## YOUR INSTRUCTIONS
Filter the records down to the lines that hold the word "rendering", and copy each of those lines.

## Source data
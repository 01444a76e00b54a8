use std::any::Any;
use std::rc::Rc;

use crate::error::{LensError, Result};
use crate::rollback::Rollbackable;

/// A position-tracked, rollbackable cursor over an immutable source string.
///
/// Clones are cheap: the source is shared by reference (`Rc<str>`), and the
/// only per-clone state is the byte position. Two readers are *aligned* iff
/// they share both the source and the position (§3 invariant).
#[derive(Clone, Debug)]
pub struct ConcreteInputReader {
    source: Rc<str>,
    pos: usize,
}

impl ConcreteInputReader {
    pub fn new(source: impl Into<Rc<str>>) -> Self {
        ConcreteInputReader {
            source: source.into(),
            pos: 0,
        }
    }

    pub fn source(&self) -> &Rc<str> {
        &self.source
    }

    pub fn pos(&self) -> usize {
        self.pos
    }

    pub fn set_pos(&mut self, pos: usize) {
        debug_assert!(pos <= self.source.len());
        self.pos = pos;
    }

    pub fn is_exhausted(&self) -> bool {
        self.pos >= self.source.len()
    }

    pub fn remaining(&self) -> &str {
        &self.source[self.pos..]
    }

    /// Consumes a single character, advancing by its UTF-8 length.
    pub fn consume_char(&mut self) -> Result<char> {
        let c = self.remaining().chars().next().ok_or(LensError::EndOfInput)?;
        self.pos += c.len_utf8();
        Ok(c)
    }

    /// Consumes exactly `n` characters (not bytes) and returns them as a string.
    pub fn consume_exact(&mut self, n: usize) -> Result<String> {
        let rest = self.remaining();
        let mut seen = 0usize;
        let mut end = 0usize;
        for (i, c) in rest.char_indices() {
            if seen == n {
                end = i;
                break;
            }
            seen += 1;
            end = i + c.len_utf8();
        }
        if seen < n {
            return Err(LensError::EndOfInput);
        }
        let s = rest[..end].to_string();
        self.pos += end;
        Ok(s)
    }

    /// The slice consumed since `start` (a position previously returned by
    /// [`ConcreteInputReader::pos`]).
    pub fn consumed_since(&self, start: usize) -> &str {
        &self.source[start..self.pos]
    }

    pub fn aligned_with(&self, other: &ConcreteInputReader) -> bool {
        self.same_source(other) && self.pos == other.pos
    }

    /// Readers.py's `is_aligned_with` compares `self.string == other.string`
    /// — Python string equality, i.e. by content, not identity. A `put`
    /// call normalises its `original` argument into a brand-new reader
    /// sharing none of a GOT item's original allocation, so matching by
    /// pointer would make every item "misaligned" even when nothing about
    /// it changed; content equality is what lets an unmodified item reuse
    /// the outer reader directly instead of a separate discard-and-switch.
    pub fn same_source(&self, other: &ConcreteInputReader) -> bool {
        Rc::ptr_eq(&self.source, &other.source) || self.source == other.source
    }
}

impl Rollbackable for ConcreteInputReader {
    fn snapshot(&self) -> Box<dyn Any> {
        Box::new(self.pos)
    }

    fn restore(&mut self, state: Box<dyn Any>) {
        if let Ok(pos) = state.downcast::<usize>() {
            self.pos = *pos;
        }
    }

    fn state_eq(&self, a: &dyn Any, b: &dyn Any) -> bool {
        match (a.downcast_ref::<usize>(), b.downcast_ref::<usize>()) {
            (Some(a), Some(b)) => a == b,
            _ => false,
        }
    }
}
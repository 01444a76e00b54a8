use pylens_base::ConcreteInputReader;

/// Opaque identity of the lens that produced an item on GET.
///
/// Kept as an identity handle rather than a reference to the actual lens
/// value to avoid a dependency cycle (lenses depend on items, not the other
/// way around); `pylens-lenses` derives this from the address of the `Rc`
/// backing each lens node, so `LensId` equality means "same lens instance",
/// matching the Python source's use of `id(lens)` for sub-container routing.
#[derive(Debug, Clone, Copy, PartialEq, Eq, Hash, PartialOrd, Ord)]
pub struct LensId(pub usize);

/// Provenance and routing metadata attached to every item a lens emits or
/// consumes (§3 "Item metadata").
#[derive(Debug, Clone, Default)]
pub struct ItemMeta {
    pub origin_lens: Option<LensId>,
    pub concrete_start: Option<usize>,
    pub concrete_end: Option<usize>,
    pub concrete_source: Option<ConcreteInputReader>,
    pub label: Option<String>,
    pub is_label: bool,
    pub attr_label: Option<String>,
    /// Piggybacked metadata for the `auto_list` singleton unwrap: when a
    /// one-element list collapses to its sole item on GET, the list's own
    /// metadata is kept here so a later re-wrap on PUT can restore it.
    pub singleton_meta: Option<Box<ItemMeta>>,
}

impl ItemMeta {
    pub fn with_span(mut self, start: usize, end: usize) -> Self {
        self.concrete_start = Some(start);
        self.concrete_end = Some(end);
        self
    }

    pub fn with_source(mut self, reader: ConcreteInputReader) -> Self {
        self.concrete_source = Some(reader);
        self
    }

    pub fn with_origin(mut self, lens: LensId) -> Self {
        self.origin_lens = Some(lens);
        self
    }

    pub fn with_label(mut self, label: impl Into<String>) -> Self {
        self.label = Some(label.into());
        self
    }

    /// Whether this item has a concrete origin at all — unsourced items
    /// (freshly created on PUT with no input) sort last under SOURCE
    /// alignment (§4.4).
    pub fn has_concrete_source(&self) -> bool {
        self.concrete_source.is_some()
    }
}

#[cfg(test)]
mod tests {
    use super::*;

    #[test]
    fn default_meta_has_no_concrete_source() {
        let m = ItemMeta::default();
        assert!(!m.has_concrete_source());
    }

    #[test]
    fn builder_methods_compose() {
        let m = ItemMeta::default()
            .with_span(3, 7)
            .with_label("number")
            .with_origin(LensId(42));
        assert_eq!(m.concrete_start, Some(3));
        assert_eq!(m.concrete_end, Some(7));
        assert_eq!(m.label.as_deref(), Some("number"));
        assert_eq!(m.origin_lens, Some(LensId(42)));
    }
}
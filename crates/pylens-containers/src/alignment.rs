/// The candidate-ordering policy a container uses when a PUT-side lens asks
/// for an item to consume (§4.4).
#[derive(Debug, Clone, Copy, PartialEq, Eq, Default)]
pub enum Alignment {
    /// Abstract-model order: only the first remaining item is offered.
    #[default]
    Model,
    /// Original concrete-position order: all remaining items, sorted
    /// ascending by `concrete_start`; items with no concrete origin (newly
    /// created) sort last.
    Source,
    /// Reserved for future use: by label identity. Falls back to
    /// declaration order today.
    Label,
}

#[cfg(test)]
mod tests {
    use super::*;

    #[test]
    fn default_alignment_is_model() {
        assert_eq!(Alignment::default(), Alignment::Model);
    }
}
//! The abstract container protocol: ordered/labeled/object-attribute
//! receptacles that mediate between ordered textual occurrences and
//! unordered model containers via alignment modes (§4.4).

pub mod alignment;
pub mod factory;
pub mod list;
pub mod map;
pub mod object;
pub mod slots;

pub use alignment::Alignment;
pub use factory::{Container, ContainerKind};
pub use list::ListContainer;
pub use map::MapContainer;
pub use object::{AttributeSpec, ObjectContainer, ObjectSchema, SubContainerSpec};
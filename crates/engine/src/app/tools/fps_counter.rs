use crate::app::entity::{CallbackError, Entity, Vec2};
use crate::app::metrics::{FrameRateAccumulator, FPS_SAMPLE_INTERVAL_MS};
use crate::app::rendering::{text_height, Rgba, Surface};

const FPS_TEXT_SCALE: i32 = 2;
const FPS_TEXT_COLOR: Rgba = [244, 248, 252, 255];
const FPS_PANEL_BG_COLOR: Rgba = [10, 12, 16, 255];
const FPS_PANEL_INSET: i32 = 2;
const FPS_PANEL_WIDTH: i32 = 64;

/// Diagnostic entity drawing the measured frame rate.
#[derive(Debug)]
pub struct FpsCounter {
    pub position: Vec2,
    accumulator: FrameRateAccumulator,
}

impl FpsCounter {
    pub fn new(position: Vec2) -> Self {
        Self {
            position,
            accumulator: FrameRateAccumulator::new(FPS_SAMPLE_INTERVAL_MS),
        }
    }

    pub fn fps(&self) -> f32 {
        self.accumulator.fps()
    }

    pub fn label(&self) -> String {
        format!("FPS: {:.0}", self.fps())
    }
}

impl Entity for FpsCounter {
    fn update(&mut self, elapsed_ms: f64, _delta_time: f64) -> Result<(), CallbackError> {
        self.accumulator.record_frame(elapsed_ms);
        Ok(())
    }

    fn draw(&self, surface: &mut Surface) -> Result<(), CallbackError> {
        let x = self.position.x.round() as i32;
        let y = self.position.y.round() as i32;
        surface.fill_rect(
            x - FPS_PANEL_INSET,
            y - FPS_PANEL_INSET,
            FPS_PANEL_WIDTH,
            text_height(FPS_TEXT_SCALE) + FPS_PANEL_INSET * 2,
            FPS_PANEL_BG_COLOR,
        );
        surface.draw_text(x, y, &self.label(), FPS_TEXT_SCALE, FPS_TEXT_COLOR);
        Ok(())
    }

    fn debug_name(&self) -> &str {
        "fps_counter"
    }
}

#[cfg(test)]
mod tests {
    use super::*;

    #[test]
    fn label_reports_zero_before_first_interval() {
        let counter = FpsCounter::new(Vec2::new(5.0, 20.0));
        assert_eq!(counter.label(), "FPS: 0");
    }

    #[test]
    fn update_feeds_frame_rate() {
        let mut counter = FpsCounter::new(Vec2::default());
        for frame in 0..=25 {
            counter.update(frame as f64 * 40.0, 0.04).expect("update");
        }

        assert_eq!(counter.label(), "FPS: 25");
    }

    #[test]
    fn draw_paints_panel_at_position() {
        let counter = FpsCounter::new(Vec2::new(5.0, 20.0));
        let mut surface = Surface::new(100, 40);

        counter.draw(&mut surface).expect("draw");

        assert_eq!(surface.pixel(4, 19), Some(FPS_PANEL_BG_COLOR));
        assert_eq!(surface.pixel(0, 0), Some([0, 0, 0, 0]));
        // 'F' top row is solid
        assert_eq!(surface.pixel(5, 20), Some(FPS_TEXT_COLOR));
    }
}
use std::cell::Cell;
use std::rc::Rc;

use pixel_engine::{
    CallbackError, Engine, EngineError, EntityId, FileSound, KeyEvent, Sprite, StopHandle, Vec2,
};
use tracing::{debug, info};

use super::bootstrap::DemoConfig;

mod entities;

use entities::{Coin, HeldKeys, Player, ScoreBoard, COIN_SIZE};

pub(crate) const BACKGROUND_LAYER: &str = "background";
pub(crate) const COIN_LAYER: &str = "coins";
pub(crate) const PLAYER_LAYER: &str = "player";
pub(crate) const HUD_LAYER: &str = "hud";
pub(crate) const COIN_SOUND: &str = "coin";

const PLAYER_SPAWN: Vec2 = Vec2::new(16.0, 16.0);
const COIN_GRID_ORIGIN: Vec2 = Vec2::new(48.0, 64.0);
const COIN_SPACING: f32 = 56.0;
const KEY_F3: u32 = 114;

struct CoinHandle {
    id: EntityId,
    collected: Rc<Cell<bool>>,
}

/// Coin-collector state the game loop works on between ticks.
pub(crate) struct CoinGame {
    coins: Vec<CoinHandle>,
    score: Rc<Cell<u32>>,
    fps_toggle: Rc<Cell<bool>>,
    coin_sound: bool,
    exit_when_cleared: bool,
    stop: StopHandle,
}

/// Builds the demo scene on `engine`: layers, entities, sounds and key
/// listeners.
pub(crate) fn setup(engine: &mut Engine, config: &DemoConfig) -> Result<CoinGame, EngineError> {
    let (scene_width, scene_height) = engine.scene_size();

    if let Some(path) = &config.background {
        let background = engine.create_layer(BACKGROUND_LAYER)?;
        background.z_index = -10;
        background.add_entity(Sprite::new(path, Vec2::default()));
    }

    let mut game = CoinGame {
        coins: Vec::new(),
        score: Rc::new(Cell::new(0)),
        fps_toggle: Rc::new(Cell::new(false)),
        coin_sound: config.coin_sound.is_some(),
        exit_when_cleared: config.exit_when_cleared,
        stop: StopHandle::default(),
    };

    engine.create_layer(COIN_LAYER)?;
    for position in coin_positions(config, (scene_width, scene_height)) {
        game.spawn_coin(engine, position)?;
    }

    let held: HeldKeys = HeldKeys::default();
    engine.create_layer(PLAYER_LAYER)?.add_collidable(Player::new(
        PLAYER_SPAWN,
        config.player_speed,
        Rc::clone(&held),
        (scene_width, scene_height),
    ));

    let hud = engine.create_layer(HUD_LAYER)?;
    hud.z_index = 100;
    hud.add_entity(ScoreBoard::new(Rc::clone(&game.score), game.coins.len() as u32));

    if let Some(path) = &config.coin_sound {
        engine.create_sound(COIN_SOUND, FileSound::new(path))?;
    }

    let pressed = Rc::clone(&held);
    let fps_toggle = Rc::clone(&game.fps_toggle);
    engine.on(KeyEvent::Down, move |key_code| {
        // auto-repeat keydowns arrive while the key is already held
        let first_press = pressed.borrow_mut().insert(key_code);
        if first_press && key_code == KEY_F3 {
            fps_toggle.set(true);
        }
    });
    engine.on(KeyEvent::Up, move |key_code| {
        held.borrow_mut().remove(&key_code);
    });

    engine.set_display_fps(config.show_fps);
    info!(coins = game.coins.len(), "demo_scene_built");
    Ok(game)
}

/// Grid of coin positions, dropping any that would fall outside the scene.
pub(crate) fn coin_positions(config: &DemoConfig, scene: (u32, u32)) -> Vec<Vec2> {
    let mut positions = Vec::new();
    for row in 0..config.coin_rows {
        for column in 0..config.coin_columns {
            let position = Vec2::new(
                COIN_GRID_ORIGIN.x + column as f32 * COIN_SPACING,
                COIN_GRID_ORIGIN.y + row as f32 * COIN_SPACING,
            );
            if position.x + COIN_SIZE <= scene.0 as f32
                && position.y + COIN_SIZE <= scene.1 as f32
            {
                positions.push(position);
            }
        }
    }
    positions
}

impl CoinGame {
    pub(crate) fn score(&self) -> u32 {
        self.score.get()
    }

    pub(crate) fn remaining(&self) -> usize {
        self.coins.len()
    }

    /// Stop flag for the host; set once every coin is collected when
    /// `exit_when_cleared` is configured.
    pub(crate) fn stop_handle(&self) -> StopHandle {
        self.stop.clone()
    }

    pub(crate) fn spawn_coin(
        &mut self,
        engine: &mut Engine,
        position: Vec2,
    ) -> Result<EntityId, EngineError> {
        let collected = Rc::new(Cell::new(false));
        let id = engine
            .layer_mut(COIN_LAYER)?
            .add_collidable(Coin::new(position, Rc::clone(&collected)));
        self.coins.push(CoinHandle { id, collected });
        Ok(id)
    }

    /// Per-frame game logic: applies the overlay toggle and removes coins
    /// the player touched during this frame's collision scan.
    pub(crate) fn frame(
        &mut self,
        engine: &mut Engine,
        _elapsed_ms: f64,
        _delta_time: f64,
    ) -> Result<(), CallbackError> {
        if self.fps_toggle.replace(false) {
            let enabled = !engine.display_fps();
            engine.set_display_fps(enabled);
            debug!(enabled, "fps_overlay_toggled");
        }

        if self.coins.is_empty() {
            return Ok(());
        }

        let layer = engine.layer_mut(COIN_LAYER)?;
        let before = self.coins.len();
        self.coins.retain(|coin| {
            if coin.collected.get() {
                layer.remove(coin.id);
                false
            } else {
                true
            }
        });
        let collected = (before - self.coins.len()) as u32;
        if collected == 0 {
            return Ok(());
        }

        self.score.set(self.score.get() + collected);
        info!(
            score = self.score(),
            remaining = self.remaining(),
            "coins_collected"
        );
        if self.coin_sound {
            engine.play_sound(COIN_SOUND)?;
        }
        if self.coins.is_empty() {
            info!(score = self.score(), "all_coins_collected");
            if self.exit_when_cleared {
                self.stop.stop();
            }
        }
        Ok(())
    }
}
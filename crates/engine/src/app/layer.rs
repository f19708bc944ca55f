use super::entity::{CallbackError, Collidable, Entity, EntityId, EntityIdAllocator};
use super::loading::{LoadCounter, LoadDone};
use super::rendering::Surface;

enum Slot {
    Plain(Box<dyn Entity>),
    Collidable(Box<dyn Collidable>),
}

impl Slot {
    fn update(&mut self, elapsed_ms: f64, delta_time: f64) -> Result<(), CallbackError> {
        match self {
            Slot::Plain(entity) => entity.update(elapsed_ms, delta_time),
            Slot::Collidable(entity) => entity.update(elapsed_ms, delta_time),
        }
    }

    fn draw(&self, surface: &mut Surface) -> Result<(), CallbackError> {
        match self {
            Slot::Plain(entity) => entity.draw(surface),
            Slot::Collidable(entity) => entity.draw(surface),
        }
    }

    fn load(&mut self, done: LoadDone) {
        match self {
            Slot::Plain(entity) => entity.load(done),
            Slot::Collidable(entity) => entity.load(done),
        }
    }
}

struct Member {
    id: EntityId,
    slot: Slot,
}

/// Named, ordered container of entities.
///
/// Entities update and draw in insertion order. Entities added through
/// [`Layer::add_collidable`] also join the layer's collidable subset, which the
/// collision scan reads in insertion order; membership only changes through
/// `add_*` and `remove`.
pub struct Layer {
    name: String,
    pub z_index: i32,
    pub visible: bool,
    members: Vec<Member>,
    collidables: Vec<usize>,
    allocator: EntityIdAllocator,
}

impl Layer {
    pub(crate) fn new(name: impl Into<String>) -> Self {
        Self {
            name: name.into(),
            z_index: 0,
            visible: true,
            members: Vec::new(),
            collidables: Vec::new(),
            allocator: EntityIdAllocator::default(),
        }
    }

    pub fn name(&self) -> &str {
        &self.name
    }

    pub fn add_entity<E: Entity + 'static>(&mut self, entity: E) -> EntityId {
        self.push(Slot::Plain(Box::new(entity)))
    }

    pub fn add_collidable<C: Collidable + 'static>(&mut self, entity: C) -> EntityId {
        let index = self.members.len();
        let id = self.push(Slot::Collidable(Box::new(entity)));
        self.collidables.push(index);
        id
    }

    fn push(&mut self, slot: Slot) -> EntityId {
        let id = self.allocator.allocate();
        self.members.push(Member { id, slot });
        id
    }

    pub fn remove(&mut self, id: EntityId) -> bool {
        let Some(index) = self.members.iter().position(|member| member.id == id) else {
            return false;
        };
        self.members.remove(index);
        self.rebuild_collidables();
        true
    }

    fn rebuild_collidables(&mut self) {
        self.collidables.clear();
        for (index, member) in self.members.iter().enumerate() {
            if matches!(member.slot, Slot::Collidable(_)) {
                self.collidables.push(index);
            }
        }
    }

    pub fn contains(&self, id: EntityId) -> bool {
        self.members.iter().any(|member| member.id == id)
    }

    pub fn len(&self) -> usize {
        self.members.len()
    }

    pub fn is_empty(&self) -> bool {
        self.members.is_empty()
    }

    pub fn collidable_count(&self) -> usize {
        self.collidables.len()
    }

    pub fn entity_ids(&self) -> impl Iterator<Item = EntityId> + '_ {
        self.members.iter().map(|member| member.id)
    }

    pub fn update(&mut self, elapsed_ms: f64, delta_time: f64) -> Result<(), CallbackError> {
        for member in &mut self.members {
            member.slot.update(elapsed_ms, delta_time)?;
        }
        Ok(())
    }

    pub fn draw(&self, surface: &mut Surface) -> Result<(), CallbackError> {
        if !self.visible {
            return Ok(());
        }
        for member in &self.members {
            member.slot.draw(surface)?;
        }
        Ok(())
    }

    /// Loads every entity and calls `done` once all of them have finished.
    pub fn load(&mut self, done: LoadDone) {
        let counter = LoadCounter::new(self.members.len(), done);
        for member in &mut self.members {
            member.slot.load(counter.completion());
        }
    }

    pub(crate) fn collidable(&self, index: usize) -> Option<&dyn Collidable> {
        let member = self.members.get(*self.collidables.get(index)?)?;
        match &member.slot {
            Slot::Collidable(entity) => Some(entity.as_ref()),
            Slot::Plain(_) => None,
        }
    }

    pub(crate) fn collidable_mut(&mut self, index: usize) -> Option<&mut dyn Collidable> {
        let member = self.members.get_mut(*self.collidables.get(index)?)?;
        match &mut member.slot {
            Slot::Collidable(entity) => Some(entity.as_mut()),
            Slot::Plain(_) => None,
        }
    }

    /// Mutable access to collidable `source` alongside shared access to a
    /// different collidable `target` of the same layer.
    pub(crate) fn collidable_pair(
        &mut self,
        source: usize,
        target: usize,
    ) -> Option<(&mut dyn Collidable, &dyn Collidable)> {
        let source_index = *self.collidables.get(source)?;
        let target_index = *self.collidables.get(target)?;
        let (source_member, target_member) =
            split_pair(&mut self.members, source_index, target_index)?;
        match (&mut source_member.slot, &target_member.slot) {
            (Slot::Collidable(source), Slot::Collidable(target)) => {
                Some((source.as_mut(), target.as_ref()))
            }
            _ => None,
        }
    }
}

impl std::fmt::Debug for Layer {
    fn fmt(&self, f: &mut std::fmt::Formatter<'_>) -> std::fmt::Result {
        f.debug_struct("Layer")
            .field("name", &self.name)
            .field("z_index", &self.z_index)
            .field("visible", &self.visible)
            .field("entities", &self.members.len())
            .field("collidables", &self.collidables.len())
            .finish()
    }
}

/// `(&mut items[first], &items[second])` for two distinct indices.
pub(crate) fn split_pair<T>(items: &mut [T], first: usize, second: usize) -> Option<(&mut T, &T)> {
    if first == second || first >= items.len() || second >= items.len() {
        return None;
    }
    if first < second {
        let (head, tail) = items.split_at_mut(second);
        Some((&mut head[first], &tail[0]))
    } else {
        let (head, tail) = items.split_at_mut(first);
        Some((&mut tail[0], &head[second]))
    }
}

## OUTPUT BELOW
use crate::app::rendering::{text_height, Rgba, Surface};
use super::rendering::Surface;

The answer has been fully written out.